Your manners aren't very
good."
"Yes, they are, too," he asserted, aggrieved; "I have to tell you if
you move to a safety where you don't belong." He shook the dice from
the cup. "Now, see there--that just brings me to your man, and I can
send him home."
"I don't care," Helena informed him; "it's a young sort of game,
anyhow. Now I'm wearing waists and buttoned skirts I'd just as leaves
write a letter to Margaret West with no boys in it at all."
She left the parchesi board, and crossed the room to the piano, where
she stood turning over sheets of music with a successful appearance of
critical interest. Gregory, silently struggling with the injustice of
this, gazed up with a shadowed brow at Lee. "I was going to beat her,"
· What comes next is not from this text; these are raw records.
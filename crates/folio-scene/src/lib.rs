//! Folio Scene - Bevy side of the avatar centerpiece
//!
//! This crate mounts the avatar into a Bevy app used by both the browser
//! build (folio-web) and the desktop preview (folio-viewer):
//! - Explicitly owned viewport session (camera, lights, pedestal)
//! - Damped orbit camera with a fixed polar angle
//! - Asset download with byte progress, decoded through an in-memory source
//! - Animation cross-fades driven by the folio-core controller
//! - Ray-cast click detection on the avatar geometry
//! - Loading overlay

pub mod avatar;
pub mod camera;
pub mod download;
pub mod picking;
pub mod teardown;
pub mod ui;
pub mod viewport;

use bevy::asset::io::memory::{Dir, MemoryAssetReader};
use bevy::asset::io::AssetSource;
use bevy::prelude::*;

use folio_core::AvatarProfile;

/// Asset source the downloaded avatar bytes are published to
pub const AVATAR_SOURCE: &str = "avatar";

/// What to mount and where its bytes come from
#[derive(Debug, Clone, Resource)]
pub struct AvatarConfig {
    pub profile: AvatarProfile,
    /// URL prefix (web) or directory (native) the profile's asset lives under
    pub asset_root: String,
}

impl AvatarConfig {
    pub fn new(profile: AvatarProfile, asset_root: impl Into<String>) -> Self {
        Self {
            profile,
            asset_root: asset_root.into(),
        }
    }

    /// Location the downloader fetches from
    pub fn asset_location(&self) -> String {
        let root = self.asset_root.trim_end_matches('/');
        let asset = self.profile.asset.trim_start_matches('/');
        if root.is_empty() {
            asset.to_string()
        } else {
            format!("{}/{}", root, asset)
        }
    }
}

/// In-memory directory backing the `avatar://` asset source
#[derive(Resource, Clone, Default)]
pub struct AvatarAssetDir(pub Dir);

/// Registers the `avatar://` source. Must be added before `DefaultPlugins`
/// so the asset server sees it.
#[derive(Default)]
pub struct AvatarSourcePlugin;

impl Plugin for AvatarSourcePlugin {
    fn build(&self, app: &mut App) {
        let dir = AvatarAssetDir::default();
        let root = dir.0.clone();
        app.register_asset_source(
            AVATAR_SOURCE,
            AssetSource::build().with_reader(move || {
                Box::new(MemoryAssetReader { root: root.clone() })
            }),
        )
        .insert_resource(dir);
    }
}

/// Plugin that mounts the avatar described by [`AvatarConfig`]
pub struct AvatarScenePlugin;

impl Plugin for AvatarScenePlugin {
    fn build(&self, app: &mut App) {
        app.add_plugins(camera::OrbitCameraPlugin)
            .add_plugins(avatar::AvatarPlugin)
            .add_plugins(picking::AvatarPickingPlugin)
            .add_plugins(ui::LoadingOverlayPlugin)
            .add_plugins(teardown::TeardownPlugin);
    }
}

pub use avatar::Avatar;
pub use teardown::TeardownSignal;
pub use viewport::ViewportSession;

#[cfg(test)]
mod tests {
    use super::*;

    #[test]
    fn test_asset_location() {
        let mut config = AvatarConfig::new(AvatarProfile::pedestal(), "");
        assert_eq!(config.asset_location(), "Avatar.glb");

        config.asset_root = "https://example.com/static/".to_string();
        assert_eq!(config.asset_location(), "https://example.com/static/Avatar.glb");

        config.asset_root = "assets".to_string();
        config.profile.asset = "/models/me.glb".to_string();
        assert_eq!(config.asset_location(), "assets/models/me.glb");
    }
}
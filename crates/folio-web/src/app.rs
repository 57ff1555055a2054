//! Bevy application setup

use bevy::prelude::*;
use bevy::winit::WinitSettings;
use bevy_egui::EguiPlugin;
use bevy_picking::{prelude::MeshPickingPlugin, DefaultPickingPlugins};

use folio_scene::{AvatarConfig, AvatarScenePlugin, AvatarSourcePlugin, TeardownSignal};

/// Run the Bevy application.
///
/// On the web the winit runner hands the event loop to the browser and
/// returns right away.
pub fn run(canvas: &str, config: AvatarConfig, teardown: TeardownSignal) {
    App::new()
        .insert_resource(ClearColor(Color::NONE))
        .insert_resource(WinitSettings::default())
        .insert_resource(config)
        .insert_resource(teardown)
        // Must come before DefaultPlugins so the asset server picks up `avatar://`
        .add_plugins(AvatarSourcePlugin)
        .add_plugins(
            DefaultPlugins
                .set(WindowPlugin {
                    primary_window: Some(Window {
                        title: "Folio".to_string(),
                        canvas: Some(canvas.to_string()),
                        fit_canvas_to_parent: true,
                        prevent_default_event_handling: false,
                        transparent: true,
                        ..default()
                    }),
                    ..default()
                })
                .set(AssetPlugin {
                    // The avatar comes through our own download, nothing has .meta files
                    meta_check: bevy::asset::AssetMetaCheck::Never,
                    ..default()
                }),
        )
        // These must be added BEFORE EguiPlugin so it can detect PickingPlugin
        .add_plugins(DefaultPickingPlugins)
        .add_plugins(MeshPickingPlugin)
        .add_plugins(EguiPlugin::default())
        .add_plugins(AvatarScenePlugin)
        .run();
}
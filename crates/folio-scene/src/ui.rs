//! Loading overlay
//!
//! A centered "Loading Model" label with a progress bar, shown until the
//! avatar's first state is entered. After a failed load it stays up with
//! the last percentage reached.

use std::sync::{Arc, Mutex};

use bevy::prelude::*;
use bevy_egui::{egui, EguiContexts, EguiPrimaryContextPass};

use folio_core::{AvatarController, ControllerEvent, ListenerId};

#[derive(Debug, Clone, Copy, Default, PartialEq, Eq)]
pub struct IndicatorState {
    pub visible: bool,
    pub percent: u8,
    pub failed: bool,
}

impl IndicatorState {
    fn apply(&mut self, event: &ControllerEvent) {
        match event {
            ControllerEvent::Progress(percent) => self.percent = *percent,
            ControllerEvent::StateChanged(_) => self.visible = false,
            ControllerEvent::LoadFailed(_) => self.failed = true,
            ControllerEvent::Disposed => self.visible = false,
        }
    }

    pub fn fraction(&self) -> f32 {
        f32::from(self.percent.min(100)) / 100.0
    }
}

/// Overlay state, fed by a controller listener
#[derive(Resource, Clone, Default)]
pub struct LoadIndicator(Arc<Mutex<IndicatorState>>);

impl LoadIndicator {
    /// Sync with `controller` and follow its events from now on
    pub fn attach(&self, controller: &mut AvatarController) -> Option<ListenerId> {
        if let Ok(mut state) = self.0.lock() {
            *state = IndicatorState {
                visible: controller.shows_loading_indicator(),
                percent: controller.progress().percent(),
                failed: false,
            };
        }
        let shared = Arc::clone(&self.0);
        controller.subscribe(move |event| {
            if let Ok(mut state) = shared.lock() {
                state.apply(event);
            }
        })
    }

    pub fn snapshot(&self) -> IndicatorState {
        self.0.lock().map(|state| *state).unwrap_or_default()
    }
}

pub struct LoadingOverlayPlugin;

impl Plugin for LoadingOverlayPlugin {
    fn build(&self, app: &mut App) {
        app.init_resource::<LoadIndicator>()
            .add_systems(EguiPrimaryContextPass, loading_overlay);
    }
}

fn loading_overlay(mut contexts: EguiContexts, indicator: Res<LoadIndicator>) {
    let state = indicator.snapshot();
    if !state.visible {
        return;
    }
    let Ok(ctx) = contexts.ctx_mut() else { return };

    egui::Area::new(egui::Id::new("avatar-loading"))
        .anchor(egui::Align2::CENTER_CENTER, egui::Vec2::ZERO)
        .interactable(false)
        .show(ctx, |ui| {
            egui::Frame::popup(ui.style()).show(ui, |ui| {
                ui.vertical_centered(|ui| {
                    ui.label(egui::RichText::new("Loading Model").size(18.0).strong());
                    ui.add_space(6.0);
                    ui.add(
                        egui::ProgressBar::new(state.fraction())
                            .desired_width(192.0)
                            .show_percentage(),
                    );
                });
            });
        });
}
he said, "I was almost home, and she went away. She just got up like
nothing was happening." Helena put in, "Neither there was." Lee Randon
took her place. "You can beat me instead," he proposed. His interest in
the game, he felt, was as false as Helena's pretended musical
preoccupation; but he rolled the dice and shifted the counters, under
Gregory's undeviating scrutiny, with the conviction that parchesi was
not conspicuously different from the other more resounding movements of
the world and its affairs. Gregory easily vanquished him, and Lee rose
with a curt, unwarranted nod of dismissal.
* * * * *
Freezing cocktails in the pewter pitcher, in the repetition of minor
duties which, Lee Randon thought, now constituted four-fifths of his
life, he told himself that Claire Morris had never looked better: she
was wearing a dress of a soft negative blue material, high about her
throat, with glimpses of bright embroidery that brought out her darkly
vivid personality.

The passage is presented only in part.